Greenpeace sets out a series of policy measures to rapidly speed up the transition to electric vehicles and the electrification of public transport, creating thousands of new jobs, increasing export opportunities and enabling the sale of new petrol and diesel cars and vans to be banned by 2030.
The future electric transport system will be dependent on an upgraded, smart and flexible grid as well as a huge increase in renewable energy generation. Renewables are already the cheapest form of electricity generation, offering the possibility of lower household bills.
By making offshore wind the backbone of the UK’s energy system, supported by a thriving onshore wind and solar sector, we will increase local access to clean, affordable power and add thousands of jobs to an already successful sector.
Upgrading the electricity grid to ensure a smart and flexible energy system will increase UK energy security and strengthen the UK’s specialism in advanced digital technology.
Not only would an upgraded grid unlock the full potential of electric vehicles and clean transport, but it would also enable the clean heating of our buildings via heat pumps.
The UK has the least energy-efficient housing stock in Western Europe, which means high heating costs for low-income households. This contributes to poor health, costing the NHS up to £2 billion a year in England.
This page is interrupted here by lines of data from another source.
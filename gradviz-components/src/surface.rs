mod evaluator;
mod function;
mod point;

pub use evaluator::{EvaluateError, Evaluation, Evaluator, EvaluatorInput};
pub use function::{FunctionId, UnknownFunctionError};
pub use point::Point2D;
mod chain;
mod inspect;
mod mapped;
mod mapped_err;

/// The core trait for gradviz computation units.
///
/// A `Component` maps an input to an output, possibly failing with a
/// component-specific error. Components must be deterministic and free of
/// side effects: calling one twice with the same input returns the same
/// result, bit for bit. The evaluation pipeline (catalog lookup, surface
/// sampling, gradient summary) is built entirely from such units, so a full
/// recomputation cycle is just a sequence of calls with no shared state.
///
/// ## Composing components
///
/// - [`Component::chain()`] runs two components in sequence.
/// - [`Component::map()`] adapts input and output types, which is how
///   intermediate results are carried alongside a component's own output.
/// - [`Component::map_err()`] lifts a component's error into a shared type so
///   that differing components become chainable.
/// - [`Component::inspect()`] observes calls without changing behavior, the
///   supported way to watch a pipeline run.
pub trait Component {
    type Input;
    type Output;
    type Error: std::error::Error + Send + Sync + 'static;

    /// Calls the component with the given input and returns a result.
    ///
    /// # Errors
    ///
    /// Each component defines its own `Error` type; infallible components
    /// use [`std::convert::Infallible`].
    fn call(&self, input: Self::Input) -> Result<Self::Output, Self::Error>;

    /// Chains this component with another.
    ///
    /// The first component's output type must match the second's input type,
    /// and both must share an error type (see [`Component::map_err()`]).
    ///
    /// # Example
    /// ```
    /// use std::convert::Infallible;
    /// use gradviz_core::Component;
    ///
    /// struct Square;
    /// impl Component for Square {
    ///     type Input = f64;
    ///     type Output = f64;
    ///     type Error = Infallible;
    ///
    ///     fn call(&self, x: f64) -> Result<f64, Self::Error> {
    ///         Ok(x * x)
    ///     }
    /// }
    ///
    /// struct Negate;
    /// impl Component for Negate {
    ///     type Input = f64;
    ///     type Output = f64;
    ///     type Error = Infallible;
    ///
    ///     fn call(&self, x: f64) -> Result<f64, Self::Error> {
    ///         Ok(-x)
    ///     }
    /// }
    ///
    /// // The downward-opening paraboloid along one axis: -(x²).
    /// let dome = Square.chain(Negate);
    /// assert_eq!(dome.call(3.0).unwrap(), -9.0);
    /// ```
    fn chain<Next>(
        self,
        next: Next,
    ) -> impl Component<Input = Self::Input, Output = Next::Output, Error = Self::Error>
    where
        Self: Sized,
        Next: Component<Input = Self::Output, Error = Self::Error>,
    {
        chain::Chain {
            first: self,
            second: next,
        }
    }

    /// Transforms this component's input and output types.
    ///
    /// `input_map` extracts this component's input from a wrapping type, and
    /// `output_map` combines that wrapping value with the raw output. Because
    /// `output_map` receives the original input by value, this is the idiom
    /// for keeping an upstream result alongside what a downstream component
    /// derives from it.
    ///
    /// # Example
    /// ```
    /// use std::convert::Infallible;
    /// use gradviz_core::Component;
    ///
    /// struct Magnitude;
    /// impl Component for Magnitude {
    ///     type Input = [f64; 2];
    ///     type Output = f64;
    ///     type Error = Infallible;
    ///
    ///     fn call(&self, v: [f64; 2]) -> Result<f64, Self::Error> {
    ///         Ok(v[0].hypot(v[1]))
    ///     }
    /// }
    ///
    /// // Keep the vector together with its length.
    /// let tagged = Magnitude.map(|v: &[f64; 2]| *v, |v, len| (v, len));
    /// assert_eq!(tagged.call([3.0, 4.0]).unwrap(), ([3.0, 4.0], 5.0));
    /// ```
    fn map<InputMap, OutputMap, In, Out>(
        self,
        input_map: InputMap,
        output_map: OutputMap,
    ) -> impl Component<Input = In, Output = Out, Error = Self::Error>
    where
        Self: Sized,
        InputMap: Fn(&In) -> Self::Input,
        OutputMap: Fn(In, Self::Output) -> Out,
    {
        mapped::Mapped::new(self, input_map, output_map)
    }

    /// Transforms this component's error into a different type.
    ///
    /// Components with different error types cannot be chained directly;
    /// lifting each into a shared error enum with `map_err` makes them
    /// compatible.
    fn map_err<ErrorMap, NewError>(
        self,
        error_map: ErrorMap,
    ) -> impl Component<Input = Self::Input, Output = Self::Output, Error = NewError>
    where
        Self: Sized,
        ErrorMap: Fn(Self::Error) -> NewError,
        NewError: std::error::Error + Send + Sync + 'static,
    {
        mapped_err::MappedErr::new(self, error_map)
    }

    /// Inspects inputs and outputs without modifying behavior.
    ///
    /// `input_handler` runs before the call, `output_handler` after a
    /// successful one. Handlers see references only, so the wrapped
    /// component behaves identically.
    ///
    /// # Example
    /// ```
    /// use std::convert::Infallible;
    /// use gradviz_core::Component;
    ///
    /// struct Square;
    /// impl Component for Square {
    ///     type Input = f64;
    ///     type Output = f64;
    ///     type Error = Infallible;
    ///
    ///     fn call(&self, x: f64) -> Result<f64, Self::Error> {
    ///         Ok(x * x)
    ///     }
    /// }
    ///
    /// let watched = Square.inspect(
    ///     |x| println!("evaluating at {x}"),
    ///     |z| println!("surface height {z}"),
    /// );
    ///
    /// watched.call(2.0);
    /// ```
    fn inspect<InputHandler, OutputHandler>(
        self,
        input_handler: InputHandler,
        output_handler: OutputHandler,
    ) -> impl Component<Input = Self::Input, Output = Self::Output, Error = Self::Error>
    where
        Self: Sized,
        InputHandler: Fn(&Self::Input),
        OutputHandler: Fn(&Self::Output),
    {
        inspect::Inspect {
            component: self,
            input_handler,
            output_handler,
        }
    }
}
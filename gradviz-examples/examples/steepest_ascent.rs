//! Walks the function catalog at one point and prints each evaluation,
//! demonstrating `inspect` as the way to watch a pipeline run.

use gradviz_components::{
    scene::{Scene, SceneInput},
    surface::{FunctionId, Point2D},
};
use gradviz_core::Component;

fn main() {
    let point = Point2D::new(1.0, 1.0);

    let scene = Scene::default().inspect(
        |input: &SceneInput| {
            println!(
                "--- {} at ({}, {})",
                input.function, input.point.x, input.point.y
            );
        },
        |output| {
            println!("    {}", output.evaluation.formula);
            println!("    z = {:.4}", output.evaluation.z);
            println!(
                "    ∇f = ({:.4}, {:.4}), |∇f| = {:.4}",
                output.evaluation.dz_dx, output.evaluation.dz_dy, output.summary.magnitude
            );
            match output.summary.direction {
                Some([ux, uy]) => println!("    steepest ascent along ({ux:.4}, {uy:.4})"),
                None => println!("    critical point, no ascent direction"),
            }
        },
    );

    for function in FunctionId::ALL {
        scene.call(SceneInput { function, point }).unwrap();
    }
}
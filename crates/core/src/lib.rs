//! Core game logic - pure, deterministic, and testable
//!
//! Everything that decides what happens on the playground lives here: the grid,
//! the piece catalog, collision, line clearing, scoring and the session phase
//! machine. There is no I/O and no heap allocation on the game path; input and
//! drawing go through the [`InputSource`](types::InputSource) and
//! [`Renderer`](types::Renderer) traits.
//!
//! # Module Structure
//!
//! - [`grid`]: 14x25 sentinel-padded playground buffer
//! - [`pieces`]: static 4x4 shape catalog and the rotation transform
//! - [`piece`]: falling piece with its rollback snapshot
//! - [`collision`]: piece vs. settled cells
//! - [`scoring`]: line-clear points, milestones and gravity speed
//! - [`render`]: row diffing towards the renderer
//! - [`rng`]: seeded uniform piece generator
//! - [`game_state`]: session struct and phase machine
//!
//! # Game Rules
//!
//! - **No wall kicks**: a rotation that collides is simply rolled back
//! - **Instant lock**: a piece locks on the first downward move that collides
//! - **Uniform pieces**: each next piece is drawn independently from 8 shapes
//! - **Scoring**: 40/100/300/1200 scaled by the award factor, which grows every
//!   10 lines together with gravity speed
//!
//! # Example
//!
//! ```
//! use mini_tetris_core::types::{
//!     CellStatus, Difficulty, InputEvent, InputSource, PieceKind, Renderer,
//! };
//! use mini_tetris_core::{GameState, Phase};
//!
//! struct Keys(Vec<InputEvent>);
//!
//! impl InputSource for Keys {
//!     fn poll(&mut self) -> InputEvent {
//!         self.0.pop().unwrap_or_default()
//!     }
//!     fn reset_repeat(&mut self) {}
//! }
//!
//! struct Blank;
//!
//! impl Renderer for Blank {
//!     fn clear_all(&mut self) {}
//!     fn draw_score(&mut self, _score: u32) {}
//!     fn draw_next_piece_hint(&mut self, _kind: PieceKind) {}
//!     fn draw_playground_row(&mut self, _row: u8, _cells: &[CellStatus; 10]) {}
//!     fn draw_menu(&mut self, _selected: Difficulty) {}
//!     fn draw_game_over(&mut self) {}
//! }
//!
//! let mut game = GameState::new(12345);
//! let mut keys = Keys(vec![InputEvent::MoveLeft, InputEvent::Rotate]);
//! game.reset(&mut Blank);
//!
//! // Rotate confirms the menu, then the piece moves left.
//! game.step(0, &mut keys, &mut Blank);
//! game.step(1, &mut keys, &mut Blank);
//! assert_eq!(game.phase(), Phase::Falling);
//! assert_eq!(game.score(), 0);
//! ```
//!
//! # Timing
//!
//! Call [`GameState::step`](game_state::GameState::step) every few milliseconds
//! with a monotonic timestamp. Gravity moves the piece down once more than the
//! current drop interval has passed since the previous gravity step.

pub mod collision;
pub mod game_state;
pub mod grid;
pub mod piece;
pub mod pieces;
pub mod render;
pub mod rng;
pub mod scoring;

pub use mini_tetris_types as types;

// Re-export commonly used types for convenience
pub use collision::collides;
pub use game_state::{GameState, Phase};
pub use grid::{Grid, Region};
pub use piece::{ActivePiece, Motion, PieceState};
pub use pieces::{block_map, rotate, BlockMap};
pub use render::RowDiff;
pub use rng::SimpleRng;
pub use scoring::{Progress, ScoreResult};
Kick-starting a nationwide home and public sector energy efficiency programme will save vast amounts of money, including from people’s energy bills, and help end fuel poverty. It would also unlock billions in private investment and create thousands of skilled jobs across the UK.
A new policy framework should be introduced to ensure all new buildings are installed with solar panels, and required to meet Passivhaus standards, or equivalent, by 2023.
By 2030, the standard for new buildings should be even more ambitious, requiring a high level of energy efficiency, alongside meeting net zero emissions for all power and heating applications.
Along with creating jobs, these measures will make the UK a world leader in green building design and will give savings for owners of new homes every year on energy bills.
Nature and a circular economy
The nature emergency requires a UK-wide programme of nature recovery, restoration and protection projects on land and at sea to avoid further catastrophic losses of wildlife and biodiversity.
Properly funded programmes to plant at least 700 million trees, suitable for local ecosystems, and restore all degraded peatland by 2030, would provide a huge boost to nature and wildlife, support thousands of jobs, help lock in carbon and protect homes from flood risks.
Coastal communities can be supported and protected with spending commitments to boost flood and coastal resilience and marine protection.
A new system to allocate fishing quota on the basis of environmental protection and local job creation would bring a huge boost to coastal livelihoods.
A zero-waste economy
Finally, Greenpeace states the government must get the UK on track to a zero-waste economy by halving the use of single-use plastics by 2025, rapidly implementing a Deposit Return Scheme for drinks containers of all materials and sizes, and Extended Producer Responsibility.
This would ensure that producers pay the full costs of managing materials after use, reduce waste, protect wildlife, support innovation, create jobs and unlock private investment in efficient product design and sustainable waste infrastructure.
Greenpeace is not alone in calling for a green recovery, but A Green Recovery: How We Get There is the first detailed document setting out exactly how the UK government could do it.